Cette chronique a été rédigée suite à l’acquisition du jeu par nos soins.
Un jeu Pokémon légendaire
Les jeux Pokémon se sont toujours déroulés dans des univers contemporains voire futuristes. Ce n’est pas le cas d’Arceus qui nous plonge dans la région de Sinnoh alors qu’elle s’appelait encore Hisui. C’est à Sinnoh que se déroulaient les péripéties de Pokémon Perle et Diamant. De fait, certains environnements de la map vous seront familiers, à commencer par le légendaire Mont Couronné. Vous retrouverez aussi un nom délicieusement utilisé à contre-emploi, puisque vous serez amené(e)s à intégrer le Groupe Galaxie, (à ne pas confondre avec la Team Galaxie de Perle et Diamant !) On peut supposer que l’institution a mal tourné, au fil des siècles, ou qu’Hélio, le leader de la Team Galaxie, s’est tout simplement inspiré de l’Histoire de la région pour baptiser son équipe. Dans la mesure où Pokémon : Arceus raconte les origines de la saga, la région d’Hisui s’inspire du Japon féodal, comme en témoignent certaines tenues vestimentaires ou la nouvelle hiérarchie des Pokémon. Chaque zone de la région est gouvernée par un Pokémon Monarque, aux dimensions gargantuesques. Il est également possible de rencontrer des Pokémon Barons, plus grands que la moyenne, et dotés de yeux rouges. Enfin, les Pokémon ordinaires déambulent ici et là sur la map. Il s’agit d’un système résolument féodal, auquel s’ajoutent des formes régionales appropriées, à commencer par Voltorbe, ressemblant désormais à une Pokéball artisanale en bois.

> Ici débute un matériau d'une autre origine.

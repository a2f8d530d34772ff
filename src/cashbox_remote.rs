// ===============================
// src/cashbox_remote.rs
// ===============================
use async_trait::async_trait;

use crate::cashbox::CashboxBackend;
use crate::domain::{
    CashMovement, CashMovementRequest, CashSession, CloseCashboxRequest, OpenCashboxRequest,
    SessionQuery,
};
use crate::error::Result;
use crate::http::ApiClient;

/// Cash register endpoints of the POS REST backend.
#[derive(Clone)]
pub struct RemoteCashbox {
    api: ApiClient,
}

impl RemoteCashbox {
    pub fn new(api: ApiClient) -> Self {
        Self { api }
    }
}

#[async_trait]
impl CashboxBackend for RemoteCashbox {
    async fn open(&self, req: &OpenCashboxRequest) -> Result<CashSession> {
        self.api.post("/api/cashbox/open", req).await
    }

    async fn close(&self, req: &CloseCashboxRequest) -> Result<CashSession> {
        self.api.post("/api/cashbox/close", req).await
    }

    async fn create_movement(&self, req: &CashMovementRequest) -> Result<CashMovement> {
        self.api.post("/api/cashbox/movements", req).await
    }

    async fn current(&self, store_id: i64) -> Result<Option<CashSession>> {
        self.api
            .get_optional(&format!("/api/cashbox/current/{store_id}"))
            .await
    }

    async fn sessions(&self, query: &SessionQuery) -> Result<Vec<CashSession>> {
        Ok(self
            .api
            .get_query_optional("/api/cashbox/sessions", query)
            .await?
            .unwrap_or_default())
    }

    async fn session(&self, id: i64) -> Result<CashSession> {
        self.api.get(&format!("/api/cashbox/sessions/{id}")).await
    }

    async fn movements(&self, session_id: i64) -> Result<Vec<CashMovement>> {
        // some deployments answer 204 for an empty ledger
        Ok(self
            .api
            .get_optional(&format!("/api/cashbox/sessions/{session_id}/movements"))
            .await?
            .unwrap_or_default())
    }
}
// ===============================
// src/auth.rs
// ===============================
use serde::{Deserialize, Serialize};
use tracing::info;
use validator::Validate;

use crate::error::Result;
use crate::http::ApiClient;
use crate::prefs::{self, Prefs};

#[derive(Debug, Clone, Serialize, Deserialize, Validate)]
pub struct LoginRequest {
    #[validate(length(min = 1, message = "username is required"))]
    pub username: String,
    #[validate(length(min = 1, message = "password is required"))]
    pub password: String,
}

#[derive(Debug, Clone, Serialize, Deserialize)]
#[serde(rename_all = "camelCase")]
pub struct LoginResponse {
    pub token: String,
    pub user_id: i64,
    #[serde(default)]
    pub username: Option<String>,
    #[serde(default)]
    pub store_id: Option<i64>,
    #[serde(default)]
    pub role: Option<String>,
}

/// Login installs the bearer token on the shared client and remembers the
/// user (and store, when the backend assigns one) in the preferences.
#[derive(Clone)]
pub struct AuthService {
    api: ApiClient,
}

impl AuthService {
    pub fn new(api: ApiClient) -> Self {
        Self { api }
    }

    pub async fn login(&self, req: &LoginRequest, prefs: &mut Prefs) -> Result<LoginResponse> {
        req.validate()?;
        let res: LoginResponse = self.api.post("/api/auth/login", req).await?;
        self.api.set_token(Some(res.token.clone()));

        prefs.set(prefs::TOKEN, &res.token)?;
        prefs.set(prefs::USER_ID, res.user_id)?;
        if let Some(store_id) = res.store_id {
            prefs.set(prefs::STORE_ID, store_id)?;
        }
        prefs.save().await?;

        info!(user_id = res.user_id, store_id = ?res.store_id, "logged in");
        Ok(res)
    }

    pub async fn logout(&self, prefs: &mut Prefs) -> Result<()> {
        self.api.set_token(None);
        prefs.remove(prefs::TOKEN);
        prefs.remove(prefs::USER_ID);
        prefs.set_session(None)?;
        prefs.save().await?;
        info!("logged out");
        Ok(())
    }
}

Quant à vous, vous ferez vos premiers pas à Rusti-Cité, laquelle porte bien son nom, certes, mais sert aussi et surtout de quartier général au Groupe Galaxie. C’est ici que vous pourrez vous reposer, trier vos Pokémon (non pas dans un PC mais dans un pâturage), faire des achats et plus encore. Après avoir intégré le Corps des Chercheurs, votre mission consistera à compléter le tout premier Pokédex. Pour ce faire, il ne faudra pas attraper un seul membre de chaque espèce, mais plusieurs individus, afin d’établir des moyennes. Un certain nombre de tâches seront à accomplir afin de compléter la page de chaque créature. Si cette mission quasiment divine vous a été confiée par Arceus, il s’agit aussi d’un moyen de familiariser les humains avec les Pokémon, dans un monde où ces créatures sont encore méconnues et craintes. L’harmonie entre les espèces est d’autant plus fragile qu’une étrange faille spatio-temporelle modifie le comportement des Pokémon Monarques, au risque de provoquer des catastrophes…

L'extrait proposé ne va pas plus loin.